DATA TO EXAMINE:
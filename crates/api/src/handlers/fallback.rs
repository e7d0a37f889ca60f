//! Responses that never reach the submission pipeline.

use axum::http::StatusCode;

use crate::error::AppError;

/// OPTIONS / -- CORS preflight. The body is empty; the CORS headers are added
/// by the router for every response.
pub async fn preflight() -> StatusCode {
    StatusCode::OK
}

/// Any method on `/` other than GET, POST and OPTIONS.
pub async fn method_not_allowed() -> AppError {
    AppError::MethodNotAllowed
}

/// Any path other than `/`.
pub async fn route_not_found() -> AppError {
    AppError::NotFound
}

YOUR INSTRUCTIONS:
Return every entry above with nothing altered.

ANSWER FOR THIS EXERCISE:
filename crates/api/src/handlers/fallback.rs
repository e7d0a37f889ca60f
//! Responses that never reach the submission pipeline.

use axum::http::StatusCode;

use crate::error::AppError;

/// OPTIONS / -- CORS preflight. The body is empty; the CORS headers are added
/// by the router for every response.
pub async fn preflight() -> StatusCode {
    StatusCode::OK
}

/// Any method on `/` other than GET, POST and OPTIONS.
pub async fn method_not_allowed() -> AppError {
    AppError::MethodNotAllowed
}

/// Any path other than `/`.
pub async fn route_not_found() -> AppError {
    AppError::NotFound
}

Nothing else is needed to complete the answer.